(Data entries)

//! Immutable editing of rule lists.
//!
//! A settings editor never mutates a rule list in place: each operation
//! returns a new vector, and the caller swaps it into a new `ReaderConfig`
//! which is then recompiled.  Out-of-range positions are clamped (insert,
//! move) or ignored (remove, replace).

/// Insert `item` at `at`, clamped to the end of the list.
pub fn insert<T: Clone>(items: &[T], at: usize, item: T) -> Vec<T> {
    let at = at.min(items.len());
    let mut out = Vec::with_capacity(items.len() + 1);
    out.extend_from_slice(&items[..at]);
    out.push(item);
    out.extend_from_slice(&items[at..]);
    out
}

/// Remove the item at `at`; an out-of-range index returns an unchanged copy.
pub fn remove<T: Clone>(items: &[T], at: usize) -> Vec<T> {
    items
        .iter()
        .enumerate()
        .filter(|&(i, _)| i != at)
        .map(|(_, item)| item.clone())
        .collect()
}

/// Move the item at `from` so it ends up at index `to` (clamped).
pub fn move_to<T: Clone>(items: &[T], from: usize, to: usize) -> Vec<T> {
    let Some(item) = items.get(from) else {
        return items.to_vec();
    };
    let rest = remove(items, from);
    insert(&rest, to, item.clone())
}

/// Replace the item at `at`; an out-of-range index returns an unchanged copy.
pub fn replace<T: Clone>(items: &[T], at: usize, item: T) -> Vec<T> {
    let mut out = items.to_vec();
    if let Some(slot) = out.get_mut(at) {
        *slot = item;
    }
    out
}

// ---------------------------------------------------------------------------
// Tests
// ---------------------------------------------------------------------------

#[cfg(test)]
mod tests {
    use super::*;
    use crate::config::EditRuleConfig;

    #[test]
    fn insert_clamps_position() {
        assert_eq!(insert(&[1, 2], 1, 9), vec![1, 9, 2]);
        assert_eq!(insert(&[1, 2], 10, 9), vec![1, 2, 9]);
        assert_eq!(insert(&[] as &[i32], 0, 9), vec![9]);
    }

    #[test]
    fn remove_ignores_out_of_range() {
        assert_eq!(remove(&[1, 2, 3], 1), vec![1, 3]);
        assert_eq!(remove(&[1, 2, 3], 3), vec![1, 2, 3]);
    }

    #[test]
    fn move_forward_and_back() {
        assert_eq!(move_to(&[1, 2, 3, 4], 0, 2), vec![2, 3, 1, 4]);
        assert_eq!(move_to(&[1, 2, 3, 4], 3, 0), vec![4, 1, 2, 3]);
        assert_eq!(move_to(&[1, 2, 3], 0, 99), vec![2, 3, 1]);
        assert_eq!(move_to(&[1, 2, 3], 7, 0), vec![1, 2, 3]);
    }

    #[test]
    fn replace_keeps_original_untouched() {
        let original = vec![
            EditRuleConfig::new("a", "1"),
            EditRuleConfig::new("b", "2"),
        ];
        let edited = replace(&original, 1, EditRuleConfig::new("c", "3"));

        assert_eq!(original[1].pattern, "b");
        assert_eq!(edited[1].pattern, "c");
        assert_eq!(replace(&original, 5, EditRuleConfig::new("x", "")), original);
    }
}
use geojson::{FeatureCollection, JsonObject};
use isoreach_core::{
    containment::mark_containment,
    model::{points_from_collection, Point},
    reachability::{aggregate, RangeFilter},
    util::bbox::feature_collection_bbox,
};
use itertools::Itertools;

use super::{
    demo_layers::{
        FIT_PADDING, POLYGON_SOURCE, REACHABLE_LAYER, ROUTE_SOURCE, SOURCES_SOURCE,
        TARGETS_SOURCE, UNREACHABLE_LAYER,
    },
    AppError, AppEvent, AppState, DatasetConfig, DemoState, Effect,
};
use crate::{client::GeoService, render::MapRenderer};

/// shown when the route service finds no path between the markers
pub const NO_ROUTE_MESSAGE: &str = "no route found";

/// applies one event and performs its requests and map updates.
///
/// failures never escape: they are logged, recorded in [`AppState::error`]
/// and shown on the map. events are handled one at a time, so the map
/// always reflects the latest event.
pub async fn update<S, R>(
    mut state: AppState,
    event: &AppEvent,
    service: &S,
    renderer: &mut R,
) -> AppState
where
    S: GeoService,
    R: MapRenderer,
{
    renderer.set_progress(true);
    let result = handle(&mut state, event, service, renderer).await;
    renderer.set_progress(false);
    match result {
        Ok(()) => state.error = None,
        Err(e) => {
            log::error!("{} demo failed handling {event:?}: {e}", state.demo.name());
            let message = e.to_string();
            if let Err(render_error) = renderer.show_message(&message) {
                log::error!("could not display error message: {render_error}");
            }
            state.message = Some(message.clone());
            state.error = Some(message);
        }
    }
    state
}

/// loads the map, then applies each event in order.
///
/// # Returns
///
/// the final state along with the error message of every event that failed
pub async fn run_events<S, R>(
    mut state: AppState,
    events: &[AppEvent],
    service: &S,
    renderer: &mut R,
) -> (AppState, Vec<String>)
where
    S: GeoService,
    R: MapRenderer,
{
    let mut failures = vec![];
    let load = if state.loaded {
        None
    } else {
        Some(&AppEvent::Load)
    };
    let script = events.iter().filter(|e| **e != AppEvent::Load);
    for event in load.into_iter().chain(script) {
        state = update(state, event, service, renderer).await;
        if let Some(error) = &state.error {
            failures.push(error.clone());
        }
    }
    log::info!(
        "{} demo handled {} events with {} failures",
        state.demo.name(),
        events.len(),
        failures.len()
    );
    (state, failures)
}

async fn handle<S, R>(
    state: &mut AppState,
    event: &AppEvent,
    service: &S,
    renderer: &mut R,
) -> Result<(), AppError>
where
    S: GeoService,
    R: MapRenderer,
{
    let effect = state.apply(event)?;
    if state.message.take().is_some() {
        renderer.clear_message()?;
    }
    match effect {
        Effect::Load => {
            for layer in state.demo.layers() {
                renderer.add_layer(layer)?;
            }
            refresh(state, true, service, renderer).await
        }
        Effect::Request { reload_datasets } => {
            refresh(state, reload_datasets, service, renderer).await
        }
        Effect::Filter => match &state.demo {
            DemoState::TravelTimes { minutes, .. } => apply_range(*minutes, renderer),
            other => Err(AppError::InvalidEvent(format!(
                "the {} demo has no travel time range",
                other.name()
            ))),
        },
    }
}

/// requests the demo data and pushes it to the map
async fn refresh<S, R>(
    state: &mut AppState,
    reload_datasets: bool,
    service: &S,
    renderer: &mut R,
) -> Result<(), AppError>
where
    S: GeoService,
    R: MapRenderer,
{
    match &mut state.demo {
        DemoState::Polygon { markers, options }
        | DemoState::PolygonIntersection { markers, options } => {
            let polygons = service.polygons(markers, options).await?;
            show(POLYGON_SOURCE, polygons, true, renderer)
        }
        DemoState::Route {
            source,
            target,
            options,
        } => {
            let routes = service
                .routes(
                    std::slice::from_ref(source),
                    std::slice::from_ref(target),
                    options,
                )
                .await?;
            match routes.into_iter().next() {
                Some(route) => show(ROUTE_SOURCE, route, true, renderer),
                None => {
                    log::info!("no route between '{}' and '{}'", source.id, target.id);
                    renderer.set_source_data(ROUTE_SOURCE, empty_collection())?;
                    renderer.show_message(NO_ROUTE_MESSAGE)?;
                    state.message = Some(NO_ROUTE_MESSAGE.to_string());
                    Ok(())
                }
            }
        }
        DemoState::TravelTimes {
            options,
            minutes,
            sources,
            targets,
        } => {
            if reload_datasets || sources.is_empty() {
                let (s, t) = load_datasets(&state.datasets, service).await?;
                *sources = s;
                *targets = t;
                renderer.set_source_data(SOURCES_SOURCE, point_collection(sources))?;
            }
            let records = service.reachability(sources, targets, options).await?;
            let aggregation = aggregate(targets, &records, options.unreachable_sentinel())?;
            if RangeFilter::from_minutes(*minutes).is_within(aggregation.sentinel()) {
                return Err(AppError::InvalidEvent(format!(
                    "a {minutes} minute range would show unreached targets, search cutoff is {} s",
                    options.max_edge_weight
                )));
            }
            let n_reached = targets
                .iter()
                .filter(|t| aggregation.is_reached(&t.id))
                .count();
            log::info!("{n_reached} of {} targets reached", targets.len());
            show(
                TARGETS_SOURCE,
                aggregation.to_feature_collection(targets),
                reload_datasets,
                renderer,
            )?;
            apply_range(*minutes, renderer)
        }
        DemoState::PolygonFiltering {
            options,
            sources,
            targets,
            ..
        } => {
            if reload_datasets || sources.is_empty() {
                let (s, t) = load_datasets(&state.datasets, service).await?;
                *sources = s;
                *targets = t;
                renderer.set_source_data(SOURCES_SOURCE, point_collection(sources))?;
            }
            let polygons = service.polygons(sources, options).await?;
            let marked = mark_containment(targets, &polygons)?;
            renderer.set_source_data(POLYGON_SOURCE, polygons)?;
            show(TARGETS_SOURCE, marked, reload_datasets, renderer)
        }
    }
}

/// publishes a source, optionally fitting the viewport to it
fn show<R: MapRenderer>(
    source: &str,
    data: FeatureCollection,
    fit: bool,
    renderer: &mut R,
) -> Result<(), AppError> {
    let bounds = if fit {
        feature_collection_bbox(&data)?
    } else {
        None
    };
    renderer.set_source_data(source, data)?;
    if let Some(bounds) = bounds {
        renderer.fit_bounds(bounds, FIT_PADDING)?;
    }
    Ok(())
}

fn apply_range<R: MapRenderer>(minutes: u32, renderer: &mut R) -> Result<(), AppError> {
    let range = RangeFilter::from_minutes(minutes);
    renderer.set_filter(REACHABLE_LAYER, range.reachable_filter())?;
    renderer.set_filter(UNREACHABLE_LAYER, range.unreachable_filter())?;
    Ok(())
}

async fn load_datasets<S: GeoService>(
    datasets: &DatasetConfig,
    service: &S,
) -> Result<(Vec<Point>, Vec<Point>), AppError> {
    let sources = points_from_collection(&service.fetch_dataset(&datasets.sources_url).await?)?;
    let targets = points_from_collection(&service.fetch_dataset(&datasets.targets_url).await?)?;
    log::info!(
        "loaded {} sources and {} targets",
        sources.len(),
        targets.len()
    );
    Ok((sources, targets))
}

fn point_collection(points: &[Point]) -> FeatureCollection {
    let features = points
        .iter()
        .map(|p| {
            let mut properties = JsonObject::new();
            properties.insert(String::from("id"), p.id.clone().into());
            p.to_feature(properties)
        })
        .collect_vec();
    FeatureCollection {
        bbox: None,
        features,
        foreign_members: None,
    }
}

fn empty_collection() -> FeatureCollection {
    FeatureCollection {
        bbox: None,
        features: vec![],
        foreign_members: None,
    }
}
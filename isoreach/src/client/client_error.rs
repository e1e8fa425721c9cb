#[derive(thiserror::Error, Debug)]
pub enum ClientError {
    #[error("missing Targomo API key, set `client.api_key` in the config file or ISOREACH__CLIENT__API_KEY")]
    MissingApiKey,
    #[error("failure building HTTP client: {source}")]
    BuildError { source: reqwest::Error },
    #[error("request to '{url}' failed: {source}")]
    RequestError { url: String, source: reqwest::Error },
    #[error("'{url}' responded with HTTP {status}: {body}")]
    HttpStatus {
        url: String,
        status: u16,
        body: String,
    },
    #[error("service responded with code '{code}': {message}")]
    ServiceError { code: String, message: String },
    #[error("failure decoding {what} response: {msg}")]
    DecodeError { what: String, msg: String },
}
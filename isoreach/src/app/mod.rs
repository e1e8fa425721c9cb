mod app_config;
mod app_error;
mod app_event;
mod app_state;
mod cli_coordinate;
mod demo_layers;
mod demo_state;
mod isoreach_app;
mod update;

pub use app_config::{AppConfig, DatasetConfig, ENV_PREFIX};
pub use app_error::AppError;
pub use app_event::AppEvent;
pub use app_state::{AppState, Effect};
pub use cli_coordinate::{parse_coordinate, CliCoordinate};
pub use demo_state::{DemoState, MAX_RANGE_MINUTES};
pub use isoreach_app::{DemoOperation, IsoreachApp};
pub use update::{run_events, update, NO_ROUTE_MESSAGE};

What to do >>
Only the lines from the one holding "mod app_error;" through the final line of the entries, both included, should be given again, word for word.

Task output >>
mod app_error;
mod app_event;
mod app_state;
mod cli_coordinate;
mod demo_layers;
mod demo_state;
mod isoreach_app;
mod update;

pub use app_config::{AppConfig, DatasetConfig, ENV_PREFIX};
pub use app_error::AppError;
pub use app_event::AppEvent;
pub use app_state::{AppState, Effect};
pub use cli_coordinate::{parse_coordinate, CliCoordinate};
pub use demo_state::{DemoState, MAX_RANGE_MINUTES};
pub use isoreach_app::{DemoOperation, IsoreachApp};
pub use update::{run_events, update, NO_ROUTE_MESSAGE};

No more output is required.